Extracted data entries
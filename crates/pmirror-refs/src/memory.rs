//! In-memory reference store for testing and ephemeral use.

use std::collections::BTreeMap;
use std::sync::RwLock;

use crate::error::{RefError, Result};
use crate::names::validate_tag_name;
use crate::traits::RefStore;
use crate::types::TagRef;

/// An in-memory implementation of [`RefStore`].
///
/// Refs live in a `BTreeMap` behind a `RwLock`; data is lost when the store
/// is dropped.
#[derive(Debug, Default)]
pub struct InMemoryRefStore {
    refs: RwLock<BTreeMap<String, TagRef>>,
}

impl InMemoryRefStore {
    pub fn new() -> Self {
        Self::default()
    }
}

impl RefStore for InMemoryRefStore {
    fn read_ref(&self, name: &str) -> Result<Option<TagRef>> {
        let refs = self.refs.read().map_err(|_| RefError::Poisoned)?;
        Ok(refs.get(name).cloned())
    }

    fn create_ref(&self, name: &str, reference: &TagRef) -> Result<()> {
        validate_tag_name(&reference.name)?;
        let mut refs = self.refs.write().map_err(|_| RefError::Poisoned)?;
        if refs.contains_key(name) {
            return Err(RefError::AlreadyExists {
                name: name.to_string(),
            });
        }
        refs.insert(name.to_string(), reference.clone());
        Ok(())
    }

    fn list_refs(&self, prefix: &str) -> Result<Vec<(String, TagRef)>> {
        let refs = self.refs.read().map_err(|_| RefError::Poisoned)?;
        Ok(refs
            .range(prefix.to_string()..)
            .take_while(|(k, _)| k.starts_with(prefix))
            .map(|(k, v)| (k.clone(), v.clone()))
            .collect())
    }
}
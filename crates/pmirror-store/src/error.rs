use pmirror_types::ObjectId;

/// Errors from object store operations.
#[derive(Debug, thiserror::Error)]
pub enum StoreError {
    /// Content hash mismatch on read (data corruption).
    #[error("hash mismatch for {id}: computed {computed}")]
    HashMismatch { id: ObjectId, computed: ObjectId },

    /// Serialization or deserialization failure.
    #[error("serialization error: {0}")]
    Serialization(String),

    /// I/O error from the underlying storage backend.
    #[error("I/O error: {0}")]
    Io(#[from] std::io::Error),

    /// The object data is malformed or cannot be decoded.
    #[error("corrupt object {id}: {reason}")]
    CorruptObject { id: ObjectId, reason: String },

    /// An in-process lock was poisoned by a panicking writer.
    #[error("store lock poisoned")]
    Poisoned,
}

/// Result alias for store operations.
pub type StoreResult<T> = Result<T, StoreError>;
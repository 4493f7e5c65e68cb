use pmirror_types::ObjectId;

/// Domain-separated BLAKE3 content hasher.
///
/// Each hasher carries a domain tag (e.g. `"pmirror-blob-v1"`) that is
/// prepended to every hash computation, so a blob and a tree with identical
/// bytes produce different ids.
pub struct ContentHasher {
    domain: &'static str,
}

impl ContentHasher {
    pub const BLOB: Self = Self::new("pmirror-blob-v1");
    pub const TREE: Self = Self::new("pmirror-tree-v1");
    pub const COMMIT: Self = Self::new("pmirror-commit-v1");
    pub const TAG: Self = Self::new("pmirror-tag-v1");

    pub const fn new(domain: &'static str) -> Self {
        Self { domain }
    }

    /// Hash raw bytes with domain separation.
    pub fn hash(&self, data: &[u8]) -> ObjectId {
        let mut hasher = blake3::Hasher::new();
        hasher.update(self.domain.as_bytes());
        hasher.update(b":");
        hasher.update(data);
        ObjectId::from_hash(*hasher.finalize().as_bytes())
    }

    pub fn domain(&self) -> &str {
        self.domain
    }
}

#[cfg(test)]
mod tests {
    use super::*;

    #[test]
    fn hash_is_deterministic() {
        assert_eq!(
            ContentHasher::BLOB.hash(b"syntax = \"proto3\";"),
            ContentHasher::BLOB.hash(b"syntax = \"proto3\";")
        );
    }

    #[test]
    fn domains_separate_identical_bytes() {
        let data = b"same content";
        let ids = [
            ContentHasher::BLOB.hash(data),
            ContentHasher::TREE.hash(data),
            ContentHasher::COMMIT.hash(data),
            ContentHasher::TAG.hash(data),
        ];
        for (i, a) in ids.iter().enumerate() {
            for b in &ids[i + 1..] {
                assert_ne!(a, b);
            }
        }
    }

    #[test]
    fn domain_hash_differs_from_raw_blake3() {
        let raw = *blake3::hash(b"x").as_bytes();
        assert_ne!(ContentHasher::BLOB.hash(b"x").as_bytes(), &raw);
    }
}
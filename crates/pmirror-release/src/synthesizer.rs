//! Idempotent, per-version release publication.

use std::sync::atomic::{AtomicBool, Ordering};
use std::sync::Arc;

use pmirror_catalog::{SourceSnapshot, VersionCatalog};
use pmirror_refs::{RefError, TagRef};
use pmirror_store::{Commit, ObjectKind, StoreResult, StoredObject, Tag};
use pmirror_types::{ContentRef, ObjectId, Signature, Version};
use serde::Serialize;
use tracing::{debug, error, info, warn};

use crate::config::{AuthorConfig, MirrorConfig};
use crate::error::{ReleaseError, SynthesisError};
use crate::generator::{GenerationJob, Generator};
use crate::ledger::{ReleaseLedger, TagStatus};
use crate::naming;
use crate::repository::MirrorRepository;
use crate::staging::{StagedRelease, StagingArea};
use crate::tree_builder::ObjectTreeBuilder;

/// A release written by this run.
#[derive(Clone, Debug, PartialEq, Eq, Serialize)]
pub struct Release {
    pub version: Version,
    pub tag: String,
    pub module_path: String,
    pub tree: ObjectId,
    pub commit: ObjectId,
    pub tag_id: ObjectId,
    pub author: Signature,
    pub message: String,
}

#[derive(Debug)]
pub struct VersionFailure {
    pub version: Version,
    pub error: ReleaseError,
}

/// Outcome of one synthesis pass. Every catalog version ends up in exactly
/// one list unless the run was stopped early.
#[derive(Debug, Default)]
pub struct SynthesisReport {
    pub created: Vec<Release>,
    pub skipped: Vec<Version>,
    pub failed: Vec<VersionFailure>,
    /// Set when a stop was requested before every version was visited.
    pub stopped: bool,
}

impl SynthesisReport {
    pub fn is_success(&self) -> bool {
        self.failed.is_empty()
    }
}

enum Published {
    Created(Release),
    AlreadyTagged,
}

/// Publishes every catalog version that has no tag yet.
///
/// Versions are processed one at a time in ascending order. A failure in one
/// version is recorded and the next version proceeds. Objects are written
/// tree, commit, tag, and the tag ref is created last, so a version either
/// gets a complete release or no ref at all.
pub struct ReleaseSynthesizer<'a> {
    repo: &'a MirrorRepository,
    source: &'a dyn SourceSnapshot,
    generator: &'a dyn Generator,
    staging: StagingArea,
    module_prefix: String,
    author: AuthorConfig,
    stop: Option<Arc<AtomicBool>>,
}

impl<'a> ReleaseSynthesizer<'a> {
    pub fn new(
        repo: &'a MirrorRepository,
        source: &'a dyn SourceSnapshot,
        generator: &'a dyn Generator,
        config: &MirrorConfig,
    ) -> Self {
        Self {
            repo,
            source,
            generator,
            staging: StagingArea::new(config.staging_root.clone()),
            module_prefix: config.module_prefix.clone(),
            author: config.author.clone(),
            stop: None,
        }
    }

    /// Checked between versions; a version already in progress completes.
    pub fn with_stop_signal(mut self, stop: Arc<AtomicBool>) -> Self {
        self.stop = Some(stop);
        self
    }

    fn stop_requested(&self) -> bool {
        self.stop
            .as_ref()
            .is_some_and(|flag| flag.load(Ordering::SeqCst))
    }

    pub fn synthesize(
        &self,
        catalog: &VersionCatalog,
        ledger: &ReleaseLedger<'_>,
    ) -> Result<SynthesisReport, SynthesisError> {
        let mut report = SynthesisReport::default();

        for (version, content) in catalog.iter() {
            if self.stop_requested() {
                warn!(next = %version, "stop requested; ending run early");
                report.stopped = true;
                break;
            }

            let tag = naming::tag_name(version);
            let status = ledger
                .status(&tag)
                .map_err(|source| SynthesisError::Ledger {
                    version: *version,
                    source,
                })?;
            if let TagStatus::Released { target } = status {
                debug!(%tag, target = %target.short_hex(), "already released; skipping");
                report.skipped.push(*version);
                continue;
            }

            match self.release_version(version, &tag, content) {
                Ok(Published::Created(release)) => {
                    info!(
                        %tag,
                        module = %release.module_path,
                        commit = %release.commit.short_hex(),
                        "release created"
                    );
                    report.created.push(release);
                }
                Ok(Published::AlreadyTagged) => report.skipped.push(*version),
                Err(err) => {
                    error!(%version, category = err.category(), error = %err, "release failed");
                    report.failed.push(VersionFailure {
                        version: *version,
                        error: err,
                    });
                }
            }
        }

        info!(
            created = report.created.len(),
            skipped = report.skipped.len(),
            failed = report.failed.len(),
            "synthesis finished"
        );
        Ok(report)
    }

    fn release_version(
        &self,
        version: &Version,
        tag: &str,
        content: &ContentRef,
    ) -> Result<Published, ReleaseError> {
        let definition = self
            .source
            .read_content(content)
            .map_err(ReleaseError::Source)?;

        let module_path = naming::module_path(&self.module_prefix, version);
        let package = naming::package_dir_name(version);
        let proto_file = naming::proto_file_name(version);

        let build = self.staging.create(version).map_err(ReleaseError::Staging)?;
        StagedRelease::new()
            .with_file(&format!("{package}/{proto_file}"), definition)
            .write_to(build.path())
            .map_err(ReleaseError::Staging)?;

        let package_dir = build.path().join(&package);
        let job = GenerationJob {
            version: *version,
            root: build.path(),
            package_dir: &package_dir,
            module_path: &module_path,
            proto_file: &proto_file,
        };
        info!(%version, module = %module_path, "generating module");
        self.generator.generate(&job)?;

        let staged = StagedRelease::load(build.path()).map_err(ReleaseError::Staging)?;
        let build_path = build.path().to_path_buf();
        if let Err(err) = build.close() {
            warn!(path = %build_path.display(), error = %err, "failed to remove build directory");
        }

        let tree = ObjectTreeBuilder::new(self.repo.store())
            .build(&staged)
            .map_err(|source| ReleaseError::ObjectWrite {
                kind: ObjectKind::Tree,
                source,
            })?;

        let signature = Signature::now(&self.author.name, &self.author.email);
        let message = naming::commit_message(version);
        let commit = Commit {
            tree,
            author: signature.clone(),
            committer: signature.clone(),
            message: message.clone(),
        };
        let commit_id = self.write_object(ObjectKind::Commit, commit.to_stored_object())?;

        let tag_object = Tag {
            name: tag.to_string(),
            target: commit_id,
            tagger: signature.clone(),
            message: message.clone(),
        };
        let tag_id = self.write_object(ObjectKind::Tag, tag_object.to_stored_object())?;

        match self
            .repo
            .refs()
            .create_ref(&TagRef::canonical(tag), &TagRef::new(tag, tag_id))
        {
            Ok(()) => Ok(Published::Created(Release {
                version: *version,
                tag: tag.to_string(),
                module_path,
                tree,
                commit: commit_id,
                tag_id,
                author: signature,
                message,
            })),
            Err(RefError::AlreadyExists { .. }) => {
                warn!(%tag, "tag was created by a concurrent run; skipping");
                Ok(Published::AlreadyTagged)
            }
            Err(source) => Err(ReleaseError::TagWrite {
                tag: tag.to_string(),
                source,
            }),
        }
    }

    fn write_object(
        &self,
        kind: ObjectKind,
        object: StoreResult<StoredObject>,
    ) -> Result<ObjectId, ReleaseError> {
        object
            .and_then(|obj| self.repo.store().write(&obj))
            .map_err(|source| ReleaseError::ObjectWrite { kind, source })
    }
}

## About this task
Wherever the string "load" occurs in the entries, copy that whole line.

## Answer to this exercise
            .is_some_and(|flag| flag.load(Ordering::SeqCst))
        let staged = StagedRelease::load(build.path()).map_err(ReleaseError::Staging)?;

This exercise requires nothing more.